MODULATION OF MITOCHONDRIAL BIOENERGETICS AND CELL METABOLISM BY CARBON MONOXIDE IN INFLAMMATORY CELLS

Carbon monoxide-releasing molecules (CO-RMs) uncouple respiration in isolated mitochondria1, which may serve as crucial organelles to transduce the anti-inflammatory properties of CO. Here we investigated in detail how CORM-4012, a manganese-based compound, modulates mitochondrial function in BV2 and primary microglia cells using a Seahorse XF analyzer. CORM-401 caused a concentration- and time-dependent increase in oxygen consumption rate (OCR) up to 100 µM, while higher concentrations were inhibitory. The increase in OCR was associated with a decrease in mitochondrial membrane potential and occurred when CORM-401 was added either before or after oligomycin, indicating an activity independent from ATP turnover, i.e. uncoupling (see Figure). Maximal respiration induced by FCCP was decreased by CORM-401, thus diminishing the spare respiratory capacity of cells.

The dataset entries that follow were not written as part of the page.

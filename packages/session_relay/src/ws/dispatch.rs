//! Per-event relay logic.
//!
//! Each inbound event resolves its session through the connection's
//! [`SessionScope`], mutates state through the repository, and publishes the
//! resulting frames through the room multiplexer. Failures are returned to
//! the transport loop, which logs and counts them; nothing is sent back to
//! the peer.

use std::sync::Arc;

use relay_auth::Capability;
use tokio::sync::mpsc;
use tracing::{debug, error, info, warn};

use crate::access::{SessionAccess, SessionScope};
use crate::auth::PeerIdentity;
use crate::chunks::{self, ChunkAction};
use crate::error::{RelayError, RelayResult};
use crate::fanout::{RoomMultiplexer, RoomSubscriptions, SharedFrame};
use crate::models::RoomId;
use crate::repository::RelayRepository;
use crate::status::StatusTrigger;
use crate::stop::StopSignal;

use super::protocol::{ClientEvent, CompletePayload, MessagePayload, OutboundFrame, RoomPayload, TerminatePayload};

/// Author name for backend messages that carry none.
pub const SYSTEM_AUTHOR: &str = "System";

/// Per-connection state shared between the transport loop and the dispatcher.
pub(crate) struct ConnectionContext {
    pub connection_id: String,
    pub identity: PeerIdentity,
    pub scope: SessionScope,
    pub repository: Arc<RelayRepository>,
    pub fanout: Arc<RoomMultiplexer>,
    pub stop_signal: Arc<StopSignal>,
    pub subscriptions: RoomSubscriptions,
    /// Frames addressed to this connection only.
    pub tx: mpsc::Sender<SharedFrame>,
}

impl ConnectionContext {
    pub(crate) fn new(
        connection_id: String,
        identity: PeerIdentity,
        repository: Arc<RelayRepository>,
        fanout: Arc<RoomMultiplexer>,
        stop_signal: Arc<StopSignal>,
        tx: mpsc::Sender<SharedFrame>,
    ) -> Self {
        let scope = SessionScope::for_peer(&repository, &identity);
        let subscriptions = fanout.subscriptions(tx.clone());
        Self {
            connection_id,
            identity,
            scope,
            repository,
            fanout,
            stop_signal,
            subscriptions,
            tx,
        }
    }

    fn require(&self, capability: Capability) -> RelayResult<()> {
        if self.identity.trust.allows(capability) {
            Ok(())
        } else {
            Err(RelayError::Unauthorized(capability))
        }
    }
}

fn parse_room(raw: &str) -> RelayResult<RoomId> {
    RoomId::parse(raw).ok_or_else(|| RelayError::MalformedInput(format!("invalid room {raw:?}")))
}

/// Dispatch one event.
pub(crate) async fn dispatch_client_event(
    ctx: &ConnectionContext,
    event: ClientEvent,
) -> RelayResult<()> {
    match event {
        ClientEvent::JoinRoom(room) => join_room(ctx, &room).await,
        ClientEvent::LeaveRoom(room) => {
            if ctx.subscriptions.leave(&room).await {
                debug!(conn_id = %ctx.connection_id, room = %room, "Left room");
            }
            Ok(())
        }
        ClientEvent::Message(payload) => relay_message(ctx, payload).await,
        ClientEvent::Terminate(payload) => terminate(ctx, payload).await,
        ClientEvent::StopGenerating(payload) => stop_generating(ctx, payload).await,
        ClientEvent::MessageComplete(payload) => complete_message(ctx, payload).await,
    }
}

/// Log a dispatch result at the level its kind calls for.
pub(crate) fn log_outcome(ctx: &ConnectionContext, event: &str, outcome: &RelayResult<()>) {
    match outcome {
        Ok(()) => debug!(conn_id = %ctx.connection_id, event, "Event handled"),
        Err(e @ RelayError::NotFound(_)) => {
            info!(conn_id = %ctx.connection_id, event, reason = e.reason(), "{}", e)
        }
        Err(e) if e.is_silent() => {
            debug!(conn_id = %ctx.connection_id, event, reason = e.reason(), "{}", e)
        }
        Err(e @ RelayError::InvalidJson(_)) => {
            warn!(conn_id = %ctx.connection_id, event, reason = e.reason(), "{}", e)
        }
        Err(e) => error!(conn_id = %ctx.connection_id, event, reason = e.reason(), "{}", e),
    }
}

async fn join_room(ctx: &ConnectionContext, raw: &str) -> RelayResult<()> {
    ctx.require(Capability::JoinRoom)?;

    let session_id = match RoomId::parse_shadow(raw) {
        Some(id) => {
            ctx.require(Capability::JoinShadowRoom)?;
            id
        }
        None => parse_room(raw)?,
    };
    ctx.scope.resolve(&session_id).await?;

    if ctx.subscriptions.join(raw).await {
        debug!(conn_id = %ctx.connection_id, room = %raw, "Joined room");
    }
    if ctx.tx.send(Arc::new(OutboundFrame::joined(raw))).await.is_err() {
        debug!(conn_id = %ctx.connection_id, "Connection closed before joined ack");
    }
    Ok(())
}

async fn relay_message(ctx: &ConnectionContext, payload: MessagePayload) -> RelayResult<()> {
    ctx.require(Capability::Relay)?;
    let room = parse_room(&payload.room)?;

    let default_author = ctx.identity.display_name().unwrap_or(SYSTEM_AUTHOR);
    let relayed = chunks::normalize(
        payload,
        !ctx.identity.is_backend(),
        default_author,
        chrono::Utc::now().timestamp_millis(),
    )?;

    let session = ctx.scope.resolve(&room).await?;
    ctx.repository.touch_session(room.as_str()).await?;

    ChunkAction::plan(&session, &relayed, ctx.identity.account_id())?
        .apply(&ctx.repository, &room)
        .await?;

    // Events may arrive out of order; only an actual change is written and announced
    let trigger = StatusTrigger::Message {
        is_feedback: relayed.is_feedback(),
    };
    let change = session.status.apply(trigger);
    if change.needs_write(trigger) {
        debug!(room = %room, from = %change.from, to = %change.to, "Updating session status");
        ctx.scope.set_status(&room, change.to).await?;
    }
    if change.is_change() {
        ctx.fanout
            .publish(room.as_str(), OutboundFrame::status(change.to))
            .await?;
    }

    ctx.fanout
        .publish(
            room.as_str(),
            OutboundFrame::relay(relayed.event.clone(), relayed.to_value()?),
        )
        .await?;

    if relayed.incoming {
        ctx.fanout
            .publish(
                &room.shadow(),
                OutboundFrame::relay(relayed.event.clone(), relayed.message.text.clone()),
            )
            .await?;
    }
    Ok(())
}

async fn terminate(ctx: &ConnectionContext, payload: TerminatePayload) -> RelayResult<()> {
    ctx.require(Capability::Relay)?;
    let target = parse_room(&payload.message.session_id)?;
    if payload.room != target.as_str() {
        debug!(room = %payload.room, session = %target, "Terminate addressed to a different room");
    }

    let session = ctx.scope.resolve(&target).await?;
    let trigger = StatusTrigger::Terminate;
    let change = session.status.apply(trigger);
    if change.needs_write(trigger) {
        ctx.scope.set_status(&target, change.to).await?;
    }
    info!(conn_id = %ctx.connection_id, session = %target, "Session terminated");

    ctx.fanout
        .publish(target.as_str(), OutboundFrame::terminate())
        .await?;
    Ok(())
}

async fn stop_generating(ctx: &ConnectionContext, payload: RoomPayload) -> RelayResult<()> {
    ctx.require(Capability::Relay)?;
    let room = parse_room(&payload.room)?;
    let session = ctx.scope.resolve(&room).await?;

    ctx.stop_signal.request(&room).await?;

    let trigger = StatusTrigger::StopGenerating;
    let change = session.status.apply(trigger);
    if change.needs_write(trigger) {
        ctx.scope.set_status(&room, change.to).await?;
    }
    info!(conn_id = %ctx.connection_id, session = %room, "Generation stop requested");

    ctx.fanout
        .publish(room.as_str(), OutboundFrame::terminate())
        .await?;
    Ok(())
}

async fn complete_message(ctx: &ConnectionContext, payload: CompletePayload) -> RelayResult<()> {
    ctx.require(Capability::CompleteMessage)?;
    let room = parse_room(&payload.room)?;

    let message = payload.message;
    let Some(text) = message.text.filter(|t| !t.is_empty()) else {
        return Err(RelayError::MalformedInput(
            "message_complete without text".to_string(),
        ));
    };
    let Some(chunk_id) = message.chunk_id else {
        return Err(RelayError::MalformedInput(
            "message_complete without chunkId".to_string(),
        ));
    };

    ctx.scope.resolve(&room).await?;
    let total = ctx
        .repository
        .complete_message(
            room.as_str(),
            &chunk_id,
            &text,
            message.code_blocks.as_ref(),
            message.delta_tokens.unwrap_or(0),
        )
        .await?
        .ok_or_else(|| RelayError::NotFound(format!("{room}/{chunk_id}")))?;

    ctx.fanout
        .publish(room.as_str(), OutboundFrame::tokens(total))
        .await?;
    Ok(())
}
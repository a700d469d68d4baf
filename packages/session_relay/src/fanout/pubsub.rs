//! Redis pub/sub backplane.
//!
//! Every relay process publishes room frames to one channel and runs one
//! listener that feeds what it hears into its local [`RoomHub`], including
//! its own publications.

use std::sync::Arc;
use std::time::Duration;

use anyhow::{Context, Result};
use futures::StreamExt;
use redis::aio::MultiplexedConnection;
use serde::{Deserialize, Serialize};
use tokio::task::JoinHandle;
use tokio_util::sync::CancellationToken;
use tracing::{debug, error, info, warn};

use super::hub::RoomHub;
use crate::ws::protocol::OutboundFrame;

const RECONNECT_DELAY: Duration = Duration::from_secs(1);

/// What travels over the channel.
#[derive(Debug, Clone, PartialEq, Serialize, Deserialize)]
pub struct Envelope {
    pub room: String,
    pub frame: OutboundFrame,
}

pub async fn publish(
    conn: &MultiplexedConnection,
    channel: &str,
    envelope: &Envelope,
) -> Result<()> {
    let payload = serde_json::to_string(envelope)?;
    let mut conn = conn.clone();
    redis::cmd("PUBLISH")
        .arg(channel)
        .arg(payload)
        .query_async::<_, i64>(&mut conn)
        .await
        .with_context(|| format!("Failed to publish to {channel}"))?;
    Ok(())
}

/// Spawn the listener. It reconnects until `cancel` fires.
pub fn spawn_listener(
    client: redis::Client,
    channel: String,
    hub: Arc<RoomHub>,
    cancel: CancellationToken,
) -> JoinHandle<()> {
    tokio::spawn(async move {
        loop {
            tokio::select! {
                _ = cancel.cancelled() => break,
                result = listen(&client, &channel, &hub) => {
                    if let Err(e) = result {
                        error!("Fan-out listener failed: {:#}", e);
                    }
                }
            }
            tokio::select! {
                _ = cancel.cancelled() => break,
                _ = tokio::time::sleep(RECONNECT_DELAY) => {}
            }
        }
        info!("Fan-out listener stopped");
    })
}

async fn listen(client: &redis::Client, channel: &str, hub: &RoomHub) -> Result<()> {
    let mut pubsub = client
        .get_async_connection()
        .await
        .context("Failed to open pub/sub connection")?
        .into_pubsub();
    pubsub
        .subscribe(channel)
        .await
        .with_context(|| format!("Failed to subscribe to {channel}"))?;
    info!(channel = %channel, "Fan-out listener subscribed");

    let mut messages = pubsub.on_message();
    while let Some(msg) = messages.next().await {
        let payload: String = match msg.get_payload() {
            Ok(p) => p,
            Err(e) => {
                warn!("Unreadable fan-out payload: {}", e);
                continue;
            }
        };
        match serde_json::from_str::<Envelope>(&payload) {
            Ok(envelope) => {
                let delivered = hub.deliver(&envelope.room, Arc::new(envelope.frame)).await;
                debug!(room = %envelope.room, delivered, "Fan-out frame delivered");
            }
            Err(e) => warn!("Malformed fan-out envelope: {}", e),
        }
    }
    anyhow::bail!("pub/sub stream ended")
}

#[cfg(test)]
mod tests {
    use super::*;
    use serde_json::json;

    #[test]
    fn envelope_wire_format() {
        let envelope = Envelope {
            room: "_aaaaaaaaaaaaaaaaaaaaaaaa".into(),
            frame: OutboundFrame::relay("message", json!("hi")),
        };
        let value = serde_json::to_value(&envelope).unwrap();
        assert_eq!(
            value,
            json!({
                "room": "_aaaaaaaaaaaaaaaaaaaaaaaa",
                "frame": { "event": "message", "data": "hi" }
            })
        );
        let back: Envelope = serde_json::from_value(value).unwrap();
        assert_eq!(back, envelope);
    }
}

The uncoupling effect of CORM-401 was confirmed in permeabilized cells3 with a concentration-dependent increase in state 4 OCR at the level of complex I and III and a mild stimulation of state 3 OCR of complex II. Interestingly, CORM-401 increased glycolysis and prevented the depression of respiration as well as the decrease in ATP levels elicited by lipopolysaccharide in BV2 cells. These findings suggest that the anti-inflammatory activity of CO may be linked to modulation of mitochondrial bioenergetics and metabolism.